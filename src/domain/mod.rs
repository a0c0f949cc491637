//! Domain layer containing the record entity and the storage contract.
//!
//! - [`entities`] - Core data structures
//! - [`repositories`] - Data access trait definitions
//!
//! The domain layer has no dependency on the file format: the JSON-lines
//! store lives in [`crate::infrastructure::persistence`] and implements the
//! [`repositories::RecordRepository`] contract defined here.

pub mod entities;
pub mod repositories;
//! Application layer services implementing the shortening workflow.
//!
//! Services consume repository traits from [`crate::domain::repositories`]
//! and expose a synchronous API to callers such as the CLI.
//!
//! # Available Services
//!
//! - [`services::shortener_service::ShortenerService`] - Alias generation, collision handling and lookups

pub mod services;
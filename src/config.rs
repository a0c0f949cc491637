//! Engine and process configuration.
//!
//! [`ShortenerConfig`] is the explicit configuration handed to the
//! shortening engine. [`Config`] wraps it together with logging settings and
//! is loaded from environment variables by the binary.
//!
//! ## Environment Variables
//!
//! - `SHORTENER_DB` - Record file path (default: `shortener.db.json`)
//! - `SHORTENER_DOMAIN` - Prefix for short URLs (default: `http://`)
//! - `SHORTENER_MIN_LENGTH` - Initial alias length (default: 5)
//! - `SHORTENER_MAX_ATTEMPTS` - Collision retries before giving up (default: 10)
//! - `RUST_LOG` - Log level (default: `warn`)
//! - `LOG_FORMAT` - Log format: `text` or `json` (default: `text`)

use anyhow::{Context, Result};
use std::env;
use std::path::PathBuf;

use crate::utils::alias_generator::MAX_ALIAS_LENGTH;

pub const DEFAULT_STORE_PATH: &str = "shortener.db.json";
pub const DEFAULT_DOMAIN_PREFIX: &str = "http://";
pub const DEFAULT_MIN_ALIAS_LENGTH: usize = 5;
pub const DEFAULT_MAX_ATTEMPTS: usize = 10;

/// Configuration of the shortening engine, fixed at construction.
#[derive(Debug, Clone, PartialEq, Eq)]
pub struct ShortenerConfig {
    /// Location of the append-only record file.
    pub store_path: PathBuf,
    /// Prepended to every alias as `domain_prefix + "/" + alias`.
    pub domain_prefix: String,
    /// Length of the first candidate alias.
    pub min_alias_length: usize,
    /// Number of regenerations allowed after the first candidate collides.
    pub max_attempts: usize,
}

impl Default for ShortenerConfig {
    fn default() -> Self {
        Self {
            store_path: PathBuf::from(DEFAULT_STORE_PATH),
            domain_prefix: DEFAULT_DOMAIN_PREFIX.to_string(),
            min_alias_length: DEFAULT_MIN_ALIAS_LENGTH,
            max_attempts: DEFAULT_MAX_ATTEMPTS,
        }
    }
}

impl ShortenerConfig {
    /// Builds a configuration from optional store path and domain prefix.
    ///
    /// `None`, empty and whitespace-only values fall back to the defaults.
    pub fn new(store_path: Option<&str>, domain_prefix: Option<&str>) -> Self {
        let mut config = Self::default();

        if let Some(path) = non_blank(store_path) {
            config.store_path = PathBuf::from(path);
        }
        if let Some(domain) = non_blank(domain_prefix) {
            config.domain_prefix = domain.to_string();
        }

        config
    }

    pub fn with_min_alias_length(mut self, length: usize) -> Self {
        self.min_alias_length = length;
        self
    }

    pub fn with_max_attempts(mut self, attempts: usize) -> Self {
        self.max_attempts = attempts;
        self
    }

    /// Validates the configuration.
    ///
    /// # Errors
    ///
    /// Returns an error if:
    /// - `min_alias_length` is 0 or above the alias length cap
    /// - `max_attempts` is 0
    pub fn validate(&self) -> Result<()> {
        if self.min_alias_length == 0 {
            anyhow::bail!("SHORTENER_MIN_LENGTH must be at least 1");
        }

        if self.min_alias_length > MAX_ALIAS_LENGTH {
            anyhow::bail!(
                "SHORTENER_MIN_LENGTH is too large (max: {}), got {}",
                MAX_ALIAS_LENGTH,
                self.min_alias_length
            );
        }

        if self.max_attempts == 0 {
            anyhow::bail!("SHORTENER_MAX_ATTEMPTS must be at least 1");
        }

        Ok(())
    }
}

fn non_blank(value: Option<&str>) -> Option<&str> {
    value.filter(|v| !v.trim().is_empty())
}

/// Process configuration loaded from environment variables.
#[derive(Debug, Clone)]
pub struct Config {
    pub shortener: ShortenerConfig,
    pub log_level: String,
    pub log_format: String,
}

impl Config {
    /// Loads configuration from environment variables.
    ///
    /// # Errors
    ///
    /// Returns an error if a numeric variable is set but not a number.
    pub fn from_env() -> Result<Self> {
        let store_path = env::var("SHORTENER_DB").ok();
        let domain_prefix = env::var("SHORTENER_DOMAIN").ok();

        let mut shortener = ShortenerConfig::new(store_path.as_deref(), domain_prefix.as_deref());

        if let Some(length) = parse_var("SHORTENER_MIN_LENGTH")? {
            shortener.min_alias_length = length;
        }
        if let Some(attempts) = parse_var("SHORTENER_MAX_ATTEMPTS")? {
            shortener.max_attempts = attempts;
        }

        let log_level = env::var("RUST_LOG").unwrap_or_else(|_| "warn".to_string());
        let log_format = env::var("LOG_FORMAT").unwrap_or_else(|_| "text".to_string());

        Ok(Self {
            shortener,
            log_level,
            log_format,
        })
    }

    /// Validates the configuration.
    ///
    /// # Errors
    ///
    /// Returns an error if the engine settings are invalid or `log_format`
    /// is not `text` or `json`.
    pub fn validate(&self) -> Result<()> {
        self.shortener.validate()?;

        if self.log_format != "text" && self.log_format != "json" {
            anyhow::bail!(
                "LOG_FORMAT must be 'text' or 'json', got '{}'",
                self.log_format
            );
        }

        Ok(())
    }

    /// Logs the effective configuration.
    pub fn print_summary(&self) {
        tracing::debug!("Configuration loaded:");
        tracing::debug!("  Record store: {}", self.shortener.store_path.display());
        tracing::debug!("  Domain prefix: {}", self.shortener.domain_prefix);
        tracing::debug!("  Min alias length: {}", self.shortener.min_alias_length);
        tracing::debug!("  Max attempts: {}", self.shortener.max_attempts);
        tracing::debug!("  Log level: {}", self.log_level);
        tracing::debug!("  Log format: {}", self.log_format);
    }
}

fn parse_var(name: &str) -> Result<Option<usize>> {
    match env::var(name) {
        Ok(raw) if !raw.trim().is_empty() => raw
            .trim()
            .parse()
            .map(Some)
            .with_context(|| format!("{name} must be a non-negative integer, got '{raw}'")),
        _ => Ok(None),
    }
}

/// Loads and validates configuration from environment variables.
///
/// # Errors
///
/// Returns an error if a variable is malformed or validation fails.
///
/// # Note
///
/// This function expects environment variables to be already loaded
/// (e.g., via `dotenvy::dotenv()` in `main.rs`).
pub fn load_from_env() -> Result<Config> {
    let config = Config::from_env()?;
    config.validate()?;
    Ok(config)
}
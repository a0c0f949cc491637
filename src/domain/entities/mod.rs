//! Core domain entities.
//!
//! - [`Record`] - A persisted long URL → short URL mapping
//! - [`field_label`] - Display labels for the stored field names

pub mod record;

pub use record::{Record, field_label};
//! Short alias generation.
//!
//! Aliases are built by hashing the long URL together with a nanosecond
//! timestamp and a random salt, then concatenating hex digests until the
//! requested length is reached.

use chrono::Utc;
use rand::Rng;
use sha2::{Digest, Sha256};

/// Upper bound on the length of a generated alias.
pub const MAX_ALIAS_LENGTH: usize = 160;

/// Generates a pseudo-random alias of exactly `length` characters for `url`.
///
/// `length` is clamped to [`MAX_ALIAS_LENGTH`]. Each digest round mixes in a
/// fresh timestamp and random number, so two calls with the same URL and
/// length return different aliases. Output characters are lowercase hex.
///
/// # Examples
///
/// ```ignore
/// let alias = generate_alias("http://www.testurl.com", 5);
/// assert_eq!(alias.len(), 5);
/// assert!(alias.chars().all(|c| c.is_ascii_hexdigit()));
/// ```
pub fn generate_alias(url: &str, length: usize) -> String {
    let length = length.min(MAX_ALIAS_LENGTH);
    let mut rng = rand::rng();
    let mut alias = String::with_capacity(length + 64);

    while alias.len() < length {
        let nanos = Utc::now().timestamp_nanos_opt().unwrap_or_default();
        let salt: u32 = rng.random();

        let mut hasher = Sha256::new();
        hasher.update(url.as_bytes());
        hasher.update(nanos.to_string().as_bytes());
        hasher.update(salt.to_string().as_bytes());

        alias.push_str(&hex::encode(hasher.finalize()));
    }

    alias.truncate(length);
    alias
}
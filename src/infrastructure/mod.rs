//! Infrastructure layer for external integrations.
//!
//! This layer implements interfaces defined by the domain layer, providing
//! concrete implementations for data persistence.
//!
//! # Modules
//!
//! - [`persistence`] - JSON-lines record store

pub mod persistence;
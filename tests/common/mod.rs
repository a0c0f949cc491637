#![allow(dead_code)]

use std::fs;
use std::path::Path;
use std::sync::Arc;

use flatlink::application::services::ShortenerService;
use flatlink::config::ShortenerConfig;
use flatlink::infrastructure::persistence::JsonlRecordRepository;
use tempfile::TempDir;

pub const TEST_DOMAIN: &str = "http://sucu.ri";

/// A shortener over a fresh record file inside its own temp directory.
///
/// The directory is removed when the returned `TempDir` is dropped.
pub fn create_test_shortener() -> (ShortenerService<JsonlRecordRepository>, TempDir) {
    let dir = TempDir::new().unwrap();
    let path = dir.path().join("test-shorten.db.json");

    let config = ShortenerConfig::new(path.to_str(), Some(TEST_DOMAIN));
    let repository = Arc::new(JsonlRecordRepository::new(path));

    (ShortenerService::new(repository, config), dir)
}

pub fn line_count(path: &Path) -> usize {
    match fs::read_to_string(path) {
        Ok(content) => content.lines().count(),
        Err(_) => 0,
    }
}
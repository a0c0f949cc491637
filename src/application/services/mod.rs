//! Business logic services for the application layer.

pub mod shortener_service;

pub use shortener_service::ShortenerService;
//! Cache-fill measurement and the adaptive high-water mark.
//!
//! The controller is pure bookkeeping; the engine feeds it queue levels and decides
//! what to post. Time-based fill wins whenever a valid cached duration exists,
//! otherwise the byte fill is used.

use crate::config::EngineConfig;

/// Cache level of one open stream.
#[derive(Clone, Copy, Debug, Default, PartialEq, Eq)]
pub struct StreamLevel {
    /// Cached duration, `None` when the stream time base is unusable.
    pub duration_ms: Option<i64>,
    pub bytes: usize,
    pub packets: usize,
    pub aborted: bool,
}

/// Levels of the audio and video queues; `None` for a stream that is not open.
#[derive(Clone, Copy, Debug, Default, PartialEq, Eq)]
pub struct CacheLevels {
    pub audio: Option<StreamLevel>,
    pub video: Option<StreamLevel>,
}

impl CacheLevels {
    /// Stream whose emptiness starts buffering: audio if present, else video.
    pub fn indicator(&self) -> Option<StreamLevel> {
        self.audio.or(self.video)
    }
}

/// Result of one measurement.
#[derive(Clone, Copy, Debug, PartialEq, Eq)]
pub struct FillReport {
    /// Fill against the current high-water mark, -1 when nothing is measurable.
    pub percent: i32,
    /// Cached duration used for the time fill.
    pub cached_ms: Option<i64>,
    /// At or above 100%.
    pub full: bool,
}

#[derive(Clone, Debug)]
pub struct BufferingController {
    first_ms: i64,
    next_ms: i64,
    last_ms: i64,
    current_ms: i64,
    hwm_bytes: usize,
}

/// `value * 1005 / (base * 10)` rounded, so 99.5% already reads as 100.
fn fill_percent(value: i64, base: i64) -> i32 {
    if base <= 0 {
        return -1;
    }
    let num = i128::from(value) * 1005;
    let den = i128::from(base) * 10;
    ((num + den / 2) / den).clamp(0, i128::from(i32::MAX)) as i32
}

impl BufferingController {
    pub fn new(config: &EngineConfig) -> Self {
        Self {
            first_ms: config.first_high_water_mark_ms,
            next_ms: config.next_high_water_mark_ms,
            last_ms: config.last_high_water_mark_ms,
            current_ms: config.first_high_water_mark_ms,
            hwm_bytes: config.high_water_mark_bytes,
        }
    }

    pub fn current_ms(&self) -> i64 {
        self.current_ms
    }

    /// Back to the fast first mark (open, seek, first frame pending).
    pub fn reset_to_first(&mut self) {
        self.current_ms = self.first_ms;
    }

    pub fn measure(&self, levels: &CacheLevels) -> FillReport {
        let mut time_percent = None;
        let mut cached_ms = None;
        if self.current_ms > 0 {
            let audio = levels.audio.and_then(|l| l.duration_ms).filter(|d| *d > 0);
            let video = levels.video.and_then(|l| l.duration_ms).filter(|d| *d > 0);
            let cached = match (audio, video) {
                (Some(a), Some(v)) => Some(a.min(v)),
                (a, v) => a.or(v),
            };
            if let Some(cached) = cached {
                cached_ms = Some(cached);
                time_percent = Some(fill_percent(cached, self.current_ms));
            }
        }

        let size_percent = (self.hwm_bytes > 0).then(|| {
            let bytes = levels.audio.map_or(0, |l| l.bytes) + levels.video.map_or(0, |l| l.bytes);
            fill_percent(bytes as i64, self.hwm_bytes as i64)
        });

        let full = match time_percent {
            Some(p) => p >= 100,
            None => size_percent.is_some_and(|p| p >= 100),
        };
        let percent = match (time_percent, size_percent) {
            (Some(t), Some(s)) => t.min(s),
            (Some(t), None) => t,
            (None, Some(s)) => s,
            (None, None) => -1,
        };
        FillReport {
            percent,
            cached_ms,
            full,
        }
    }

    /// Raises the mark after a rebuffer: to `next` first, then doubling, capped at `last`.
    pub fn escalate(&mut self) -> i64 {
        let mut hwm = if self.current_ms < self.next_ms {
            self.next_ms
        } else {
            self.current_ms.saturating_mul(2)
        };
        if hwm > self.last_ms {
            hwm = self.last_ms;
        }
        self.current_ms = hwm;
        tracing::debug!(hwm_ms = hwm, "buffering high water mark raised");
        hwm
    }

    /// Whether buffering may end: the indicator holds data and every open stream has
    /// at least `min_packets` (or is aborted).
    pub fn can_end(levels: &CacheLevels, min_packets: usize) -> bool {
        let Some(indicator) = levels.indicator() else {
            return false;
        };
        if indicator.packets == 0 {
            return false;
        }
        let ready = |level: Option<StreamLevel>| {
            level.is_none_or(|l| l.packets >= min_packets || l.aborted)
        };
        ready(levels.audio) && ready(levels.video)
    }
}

━━━━━━━━━━

▶ [Task item]: Wherever the string "trim" appears in the entries above, return the line it appears on.

▶ [Worked solution]:
    value.filter(|v| !v.trim().is_empty())
        Ok(raw) if !raw.trim().is_empty() => raw
            .trim()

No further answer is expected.